[Records from a dataset]

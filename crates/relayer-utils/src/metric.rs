// Copyright 2022 Webb Technologies Inc.
//
// Licensed under the Apache License, Version 2.0 (the "License");
// you may not use this file except in compliance with the License.
// You may obtain a copy of the License at
//
// http://www.apache.org/licenses/LICENSE-2.0
//
// Unless required by applicable law or agreed to in writing, software
// distributed under the License is distributed on an "AS IS" BASIS,
// WITHOUT WARRANTIES OR CONDITIONS OF ANY KIND, either express or implied.
// See the License for the specific language governing permissions and
// limitations under the License.

use prometheus::core::{AtomicF64, GenericCounter, GenericGauge};
use prometheus::{Encoder, Opts, Registry, TextEncoder};

/// A struct definition for collecting metrics in the relayer.
///
/// Every instance owns its registry, so independent relayer contexts do not
/// fight over the process wide default registry.
#[derive(Debug, Clone)]
pub struct Metrics {
    registry: Registry,
    /// Join transactions submitted on chain.
    pub joins_submitted: GenericCounter<AtomicF64>,
    /// Join requests answered with "already a member".
    pub joins_already_member: GenericCounter<AtomicF64>,
    /// Vote transactions submitted on chain.
    pub votes_submitted: GenericCounter<AtomicF64>,
    /// Off-chain bookkeeping failures after a confirmed join.
    pub membership_store_write_failures: GenericCounter<AtomicF64>,
    /// Assembled membership lists rejected by the root check.
    pub group_state_inconsistent: GenericCounter<AtomicF64>,
    /// How many times a log query window had to be narrowed.
    pub log_reader_range_narrowed: GenericCounter<AtomicF64>,
    /// Balance (in wei) of the relayer account, as last observed.
    pub relayer_balance_wei: GenericGauge<AtomicF64>,
    /// Total amount of data stored metric
    pub total_amount_of_data_stored: GenericGauge<AtomicF64>,
}

fn counter(
    registry: &Registry,
    name: &str,
    help: &str,
) -> Result<GenericCounter<AtomicF64>, prometheus::Error> {
    let counter = GenericCounter::with_opts(Opts::new(name, help))?;
    registry.register(Box::new(counter.clone()))?;
    Ok(counter)
}

fn gauge(
    registry: &Registry,
    name: &str,
    help: &str,
) -> Result<GenericGauge<AtomicF64>, prometheus::Error> {
    let gauge = GenericGauge::with_opts(Opts::new(name, help))?;
    registry.register(Box::new(gauge.clone()))?;
    Ok(gauge)
}

impl Metrics {
    /// Instantiates the various metrics and their counters, also creates a registry for the counters and
    /// registers the counters
    pub fn new() -> Result<Self, prometheus::Error> {
        let registry = Registry::new_custom(Some("ombu".to_string()), None)?;
        Ok(Self {
            joins_submitted: counter(
                &registry,
                "joins_submitted",
                "The total number of join transactions submitted",
            )?,
            joins_already_member: counter(
                &registry,
                "joins_already_member",
                "The total number of joins short-circuited as already a member",
            )?,
            votes_submitted: counter(
                &registry,
                "votes_submitted",
                "The total number of vote transactions submitted",
            )?,
            membership_store_write_failures: counter(
                &registry,
                "membership_store_write_failures",
                "Membership records that could not be persisted after a confirmed join",
            )?,
            group_state_inconsistent: counter(
                &registry,
                "group_state_inconsistent",
                "Assembled membership lists whose root did not match the chain",
            )?,
            log_reader_range_narrowed: counter(
                &registry,
                "log_reader_range_narrowed",
                "How many times a log query window was narrowed",
            )?,
            relayer_balance_wei: gauge(
                &registry,
                "relayer_balance_wei",
                "Balance of the relayer account in wei",
            )?,
            total_amount_of_data_stored: gauge(
                &registry,
                "total_amount_of_data_stored",
                "Total amount of data stored on disk, in bytes",
            )?,
            registry,
        })
    }

    /// Gathers the whole metric set in the prometheus text format.
    pub fn gather_metrics(&self) -> Result<String, prometheus::Error> {
        let encoder = TextEncoder::new();
        let metric_families = self.registry.gather();
        let mut buffer = Vec::new();
        encoder.encode(&metric_families, &mut buffer)?;
        Ok(String::from_utf8_lossy(&buffer).into_owned())
    }
}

=== Problem to work on ===
Which lines of the data hold the string "chain"? Return each of them.

=== Solution below ===
    /// Join transactions submitted on chain.
    /// Vote transactions submitted on chain.
    /// Off-chain bookkeeping failures after a confirmed join.
                "Assembled membership lists whose root did not match the chain",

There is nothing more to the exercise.